(Records from a data collection)
######
use crate::model::{Choice, ChoiceOutcome, GateOutcome, GateResult};

/// Answering within this many seconds of guess entry is a reflex (strict).
pub const REFLEX_WINDOW_SECONDS: f64 = 2.0;
pub const REFLEX_MULTIPLIER: f64 = 2.5;

/// Answering with less than a second remaining is a critical success.
pub const CRITICAL_WINDOW_SECONDS: f64 = 1.0;
pub const CRITICAL_MULTIPLIER: f64 = 5.0;

/// More help, less reward: freeze active scales the payout down.
pub const FREEZE_REWARD_SCALE: f64 = 0.8;
pub const CLEAN_REWARD_SCALE: f64 = 1.2;

pub const MISS_PENALTY_BASE: f64 = 75.0;

pub const ROUNDS_PER_GATE: usize = 5;
/// Hard contract, not tunable per gate.
pub const GATE_PASS_THRESHOLD: usize = 3;
pub const COINS_PER_CORRECT: u32 = 50;

/// Strict boundary: exactly 2.0s elapsed gets no reflex bonus.
pub fn reflex_elapsed(elapsed: f64) -> bool {
    elapsed < REFLEX_WINDOW_SECONDS
}

/// Score one resolved choice. `effective_difficulty` is the value at the
/// moment of choice; `is_reflex` is the engine's elapsed-time verdict and is
/// only honored on a correct answer. Reflex and critical stack
/// multiplicatively when a short guess window lets both trigger.
pub fn resolve_choice(
    choice: &Choice,
    target: &str,
    time_left: f64,
    effective_difficulty: f64,
    freeze_active: bool,
    is_reflex: bool,
) -> ChoiceOutcome {
    let is_correct = choice.matches(target);
    let is_reflex = is_correct && is_reflex;
    let is_critical = is_correct && time_left < CRITICAL_WINDOW_SECONDS;

    let points_delta = if is_correct {
        let multiplier = if is_critical { CRITICAL_MULTIPLIER } else { 1.0 }
            * if is_reflex { REFLEX_MULTIPLIER } else { 1.0 };
        let scale = if freeze_active {
            FREEZE_REWARD_SCALE
        } else {
            CLEAN_REWARD_SCALE
        };
        ((100.0 + time_left * 20.0) * effective_difficulty * scale * multiplier).floor() as i64
    } else {
        -((MISS_PENALTY_BASE * effective_difficulty).floor() as i64)
    };

    ChoiceOutcome {
        is_correct,
        is_reflex,
        is_critical,
        points_delta,
        effective_difficulty,
    }
}

/// Apply a delta to the running session score. Floors at zero, never
/// negative.
pub fn apply_points(session_score: u32, delta: i64) -> u32 {
    (session_score as i64 + delta).max(0) as u32
}

/// Star and coin tally for a finished gate. Stars: 3 for a perfect gate,
/// 2 for 4 correct, else 1 (only meaningful on a pass).
pub fn gate_result(round_results: &[bool]) -> GateResult {
    let correct_count = round_results.iter().filter(|correct| **correct).count();
    let stars_awarded = if correct_count == ROUNDS_PER_GATE {
        3
    } else if correct_count >= 4 {
        2
    } else {
        1
    };
    GateResult {
        correct_count,
        stars_awarded,
        coins_awarded: correct_count as u32 * COINS_PER_CORRECT,
    }
}

pub fn gate_outcome(round_results: &[bool]) -> GateOutcome {
    let result = gate_result(round_results);
    if result.correct_count >= GATE_PASS_THRESHOLD {
        GateOutcome::Passed(result)
    } else {
        GateOutcome::Failed(result)
    }
}
use std::cell::RefCell;
use std::rc::Rc;

use log::info;

use wordgate::events::Channel;
use wordgate::game::content::{ContentProvider, WordBank};
use wordgate::game::{GameSession, RoundEngine};
use wordgate::game::stats_store::StatsStore;
use wordgate::model::{EngineCommand, EngineEvent, RoundPhase, SessionEvent};

/// Gates the demo bot plays before exiting.
const DEMO_GATES: u32 = 3;

/// Safety bound on ticks per gate; a healthy gate finishes well under this.
const MAX_TICKS_PER_GATE: u32 = 20_000;

/// What the bot has seen of the current gate, fed purely by engine events.
#[derive(Default)]
struct BotView {
    gate_id: u32,
    ordinal: usize,
    phase: Option<RoundPhase>,
    ticks_in_phase: u32,
    answered: bool,
    hinted: bool,
    gate_done: bool,
}

impl BotView {
    fn observe(&mut self, event: &EngineEvent) {
        match event {
            EngineEvent::GateLoaded { gate_id, .. } => {
                *self = BotView {
                    gate_id: *gate_id,
                    ..BotView::default()
                };
            }
            EngineEvent::RoundStarted { ordinal } => {
                self.ordinal = *ordinal;
                self.answered = false;
                self.hinted = false;
            }
            EngineEvent::PhaseChanged { phase, .. } => {
                self.phase = Some(*phase);
                self.ticks_in_phase = 0;
            }
            EngineEvent::Tick(_) => {
                self.ticks_in_phase += 1;
            }
            EngineEvent::GateFinished { .. } | EngineEvent::Cancelled => {
                self.gate_done = true;
            }
            _ => {}
        }
    }
}

/// Scripted autoplay: answer from the word bank, deliberately miss round 3
/// to exercise the penalty path, spend one freeze hint per gate.
fn next_action(view: &mut BotView, bank: &WordBank) -> Option<EngineCommand> {
    match view.phase? {
        RoundPhase::Memorize if view.ticks_in_phase >= 10 => Some(EngineCommand::ConfirmMemorized),
        RoundPhase::Guess if view.ordinal == 1 && !view.hinted => {
            view.hinted = true;
            Some(EngineCommand::UseFreezeHint)
        }
        RoundPhase::Guess if !view.answered && view.ticks_in_phase >= 20 => {
            view.answered = true;
            let rounds = bank.questions_for_gate(view.gate_id);
            let target = rounds
                .get(view.ordinal)
                .map(|round| round.target.clone())
                .unwrap_or_else(|| "HATA".to_string());
            let choice = if view.ordinal == 3 {
                rounds
                    .get(view.ordinal)
                    .map(|round| round.distractors[0].clone())
                    .unwrap_or_else(|| "HAVA".to_string())
            } else {
                target
            };
            Some(EngineCommand::SelectChoice(choice))
        }
        _ => None,
    }
}

fn main() {
    env_logger::init();

    let (command_emitter, command_observer) = Channel::new();
    let (engine_event_emitter, engine_event_observer) = Channel::new();
    let (session_event_emitter, session_event_observer) = Channel::new();

    let bank = WordBank::bundled();
    let _engine = RoundEngine::new(
        command_observer,
        engine_event_emitter,
        session_event_observer.clone(),
    );
    let session = GameSession::new(
        engine_event_observer.clone(),
        command_emitter.clone(),
        session_event_emitter,
        StatsStore::new(),
        Box::new(bank.clone()),
    );

    let view = Rc::new(RefCell::new(BotView::default()));
    let view_sink = view.clone();
    engine_event_observer.subscribe(move |event: &EngineEvent| {
        view_sink.borrow_mut().observe(event);
    });
    session_event_observer.subscribe(|event: &SessionEvent| {
        if let SessionEvent::GateRecorded(record) = event {
            info!(
                "Gate {} recorded: {}/5 correct, {} stars, score {}",
                record.gate_id, record.correct_count, record.stars_awarded, record.score
            );
        }
    });

    for _ in 0..DEMO_GATES {
        if !GameSession::start_gate(&session) {
            info!("Out of hearts, stopping the demo");
            break;
        }
        for _ in 0..MAX_TICKS_PER_GATE {
            command_emitter.emit(&EngineCommand::Tick);
            let action = {
                let mut view = view.borrow_mut();
                if view.gate_done {
                    break;
                }
                next_action(&mut view, &bank)
            };
            if let Some(action) = action {
                command_emitter.emit(&action);
            }
        }
    }

    session.borrow_mut().flush_sync();
    let session = session.borrow();
    let stats = session.stats();
    info!(
        "Demo finished: level {}, {} coins, {} stars, {} hearts, best streak {}",
        stats.level, stats.coins, stats.stars, stats.hearts, stats.max_streak
    );
    for record in session.high_scores(5) {
        info!(
            "  top score: gate {} -> {} ({} stars)",
            record.gate_id, record.score, record.stars_awarded
        );
    }
}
######
What is being asked:
Please determine the number of lines in the records above that include the string "BotView", and answer with that number only.

Result below:
6